November 22, 2024

Loud and Clear: The Neurological Secrets Behind Hearing in Noisy Surroundings

Researchers led by Dr. Nima Mesgarani at Columbia University, US, report that the brain deals with speech in a congested room differently depending on how easy it is to hear, and whether we are focusing on it. Published recently in the open-access journal PLOS Biology, the research study uses a mix of neural recordings and computer system modeling to show that when we follow speech that is being drowned out by louder voices, phonetic information is encoded in a different way than in the opposite circumstance. The models revealed that phonetic information of “glimpsed” speech was encoded in both main and secondary acoustic cortex of the brain, and that encoding of the attended speech was boosted in the secondary cortex. Speech encoding occurred later for “masked” speech than for “glimpsed speech.

Example of listening to someone talking in a noisy environment. Credit: Zuckerman Institute, Columbia University (2023) (CC-BY 4.0).
In order to acquire a better understanding of how speech is processed in these circumstances, the scientists at Columbia University tape-recorded neural activity from electrodes implanted in the brains of individuals with epilepsy as they went through brain surgery. The patients were asked to address a single voice, which was in some cases louder than another voice (” glimpsed”) and in some cases quieter (” masked”).
The researchers used the neural recordings to create predictive designs of brain activity. The designs showed that phonetic information of “glimpsed” speech was encoded in both main and secondary auditory cortex of the brain, and that encoding of the attended speech was boosted in the secondary cortex.
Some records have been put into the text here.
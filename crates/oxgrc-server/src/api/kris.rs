//! 关键风险指标（KRI）接口。

use axum::extract::{Extension, Path, Query, State};
use axum::http::StatusCode;
use axum::response::IntoResponse;
use axum::Json;
use chrono::Utc;
use oxgrc_common::types::Kri;
use serde::Deserialize;
use utoipa::ToSchema;
use utoipa_axum::{router::OpenApiRouter, routes};

use crate::api::pagination::PaginationParams;
use crate::api::{
    error_response, record_audit, storage_error_response, success_paginated_response,
    success_response, ApiError,
};
use crate::auth::Claims;
use crate::logging::TraceId;
use crate::state::AppState;

#[derive(Debug, Deserialize, ToSchema)]
pub struct CreateKriRequest {
    /// 所属风险 ID
    pub risk_id: String,
    pub name: String,
    #[serde(default)]
    pub description: String,
    #[serde(default)]
    pub current_value: f64,
    #[serde(default)]
    pub threshold: f64,
    #[serde(default)]
    pub green_max: Option<f64>,
    #[serde(default)]
    pub yellow_max: Option<f64>,
    /// true 表示值越高越差（默认 true）
    #[serde(default = "default_higher_is_worse")]
    pub higher_is_worse: bool,
    #[serde(default)]
    pub unit: String,
    #[serde(default)]
    pub trend: String,
}

fn default_higher_is_worse() -> bool {
    true
}

/// KRI 列表
#[utoipa::path(
    get,
    path = "/v1/kris",
    tag = "Kris",
    security(("bearer_auth" = [])),
    params(PaginationParams),
    responses(
        (status = 200, description = "KRI 列表", body = [Kri])
    )
)]
async fn list_kris(
    Extension(trace_id): Extension<TraceId>,
    State(state): State<AppState>,
    Query(params): Query<PaginationParams>,
) -> impl IntoResponse {
    let (limit, offset) = (params.limit(), params.offset());
    match (
        state.store.list_kris(limit, offset),
        state.store.count_kris(),
    ) {
        (Ok(items), Ok(total)) => {
            success_paginated_response(StatusCode::OK, &trace_id, items, total, limit, offset)
        }
        (Err(e), _) | (_, Err(e)) => storage_error_response(&trace_id, "Failed to list KRIs", &e),
    }
}

/// 创建 KRI
#[utoipa::path(
    post,
    path = "/v1/kris",
    tag = "Kris",
    security(("bearer_auth" = [])),
    request_body = CreateKriRequest,
    responses(
        (status = 201, description = "创建成功", body = Kri),
        (status = 400, description = "请求参数错误", body = ApiError),
        (status = 404, description = "所属风险不存在", body = ApiError)
    )
)]
async fn create_kri(
    Extension(trace_id): Extension<TraceId>,
    Extension(claims): Extension<Claims>,
    State(state): State<AppState>,
    Json(req): Json<CreateKriRequest>,
) -> impl IntoResponse {
    match state.store.get_risk(&req.risk_id) {
        Ok(Some(_)) => {}
        Ok(None) => {
            return error_response(
                StatusCode::NOT_FOUND,
                &trace_id,
                "not_found",
                "risk not found",
            );
        }
        Err(e) => return storage_error_response(&trace_id, "Failed to get risk", &e),
    }

    let now = Utc::now();
    let kri = Kri {
        id: oxgrc_common::id::next_id(),
        risk_id: req.risk_id,
        name: req.name,
        description: req.description,
        current_value: req.current_value,
        threshold: req.threshold,
        green_max: req.green_max,
        yellow_max: req.yellow_max,
        higher_is_worse: req.higher_is_worse,
        unit: req.unit,
        trend: req.trend,
        kci_ids: Vec::new(),
        created_at: now,
        updated_at: now,
    };
    match state.store.insert_kri(&kri) {
        Ok(created) => {
            // 维护父风险的反向列表；第二次单行写入，失败仅记录日志
            if let Err(e) = state.store.append_risk_kri(&created.risk_id, &created.id) {
                tracing::error!(error = %e, kri_id = %created.id, "Failed to link KRI to its risk");
            }
            record_audit(
                &state,
                &claims.username,
                "create",
                "kri",
                &format!("created KRI '{}'", created.name),
            );
            success_response(StatusCode::CREATED, &trace_id, created)
        }
        Err(e) => storage_error_response(&trace_id, "Failed to create KRI", &e),
    }
}

/// KRI 详情
#[utoipa::path(
    get,
    path = "/v1/kris/{id}",
    tag = "Kris",
    security(("bearer_auth" = [])),
    params(("id" = String, Path, description = "KRI ID")),
    responses(
        (status = 200, description = "KRI 详情", body = Kri),
        (status = 404, description = "KRI 不存在", body = ApiError)
    )
)]
async fn get_kri(
    Extension(trace_id): Extension<TraceId>,
    State(state): State<AppState>,
    Path(id): Path<String>,
) -> impl IntoResponse {
    match state.store.get_kri(&id) {
        Ok(Some(k)) => success_response(StatusCode::OK, &trace_id, k),
        Ok(None) => error_response(
            StatusCode::NOT_FOUND,
            &trace_id,
            "not_found",
            "KRI not found",
        ),
        Err(e) => storage_error_response(&trace_id, "Failed to get KRI", &e),
    }
}

pub fn kri_routes() -> OpenApiRouter<AppState> {
    OpenApiRouter::new()
        .routes(routes!(list_kris, create_kri))
        .routes(routes!(get_kri))
}
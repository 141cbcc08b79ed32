//! Persistence layer for the GRC entity collections.
//!
//! All collections live in a single SQLite database behind [`store::GrcStore`]
//! (WAL mode, one `Mutex<Connection>`). List-valued fields are stored as JSON
//! text columns; timestamps are stored as Unix seconds.

pub mod error;
pub mod store;

#[cfg(test)]
mod tests;

pub use error::{Result, StorageError};
pub use store::GrcStore;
On the other hand, phonetic information of “masked” speech was just encoded if it was the gone to voice. Speech encoding happened later on for “masked” speech than for “glimpsed speech. Because “glimpsed” and “masked” phonetic details appear to be encoded separately, focusing on figuring out just the “masked” part of participated in speech could result in improved acoustic attention-decoding systems for brain-controlled hearing help.
Vinay Raghavan, the lead author of the study, states, “When listening to someone in a loud place, your brain recovers what you missed out on when the background noise is too loud. Your brain can also capture little bits of speech you arent focused on, however only when the person youre listening to is quiet in contrast.”.
Referral: “Distinct neural encoding of glimpsed and masked speech in multitalker circumstances” by Vinay S Raghavan, James OSullivan, Stephan Bickel, Ashesh D. Mehta and Nima Mesgarani, 6 June 2023, PLOS Biology.DOI: 10.1371/ journal.pbio.3002128.
This work was supported by the National Institutes of Health (NIH), National Institute on Deafness and Other Communication Disorders (NIDCD) (DC014279 to NM). The funders had no role in the study design, information collection and analysis, choice to publish, or preparation of the manuscript.

Scientists have actually found that the brain processes speech in a different way depending upon how distinct it is and whether were concentrating on it. The research study integrates neural recordings and computer modeling, demonstrating that phonetic information is encoded in a different way when a speech is overwhelmed by louder voices compared to when it isnt.
Columbia University scientists have actually discovered that the brain encodes speech differently based upon its clarity and our concentrate on it. This discovery, involving unique processing of “glimpsed” and “masked” speech, might improve the precision of brain-controlled hearing help.
Scientists led by Dr. Nima Mesgarani at Columbia University, US, report that the brain treats speech in a crowded room differently depending on how easy it is to hear, and whether we are focusing on it. Published just recently in the open-access journal PLOS Biology, the research study uses a combination of neural recordings and computer modeling to show that when we follow speech that is being hushed by louder voices, phonetic details is encoded differently than in the opposite circumstance. The findings could help improve listening devices that work by separating attended speech.
Concentrating on speech in a crowded space can be challenging, specifically when other voices are louder. Magnifying all sounds similarly does little to enhance the ability to isolate these hard-to-hear voices, and hearing aids that attempt to only magnify attended speech are still too incorrect for useful use.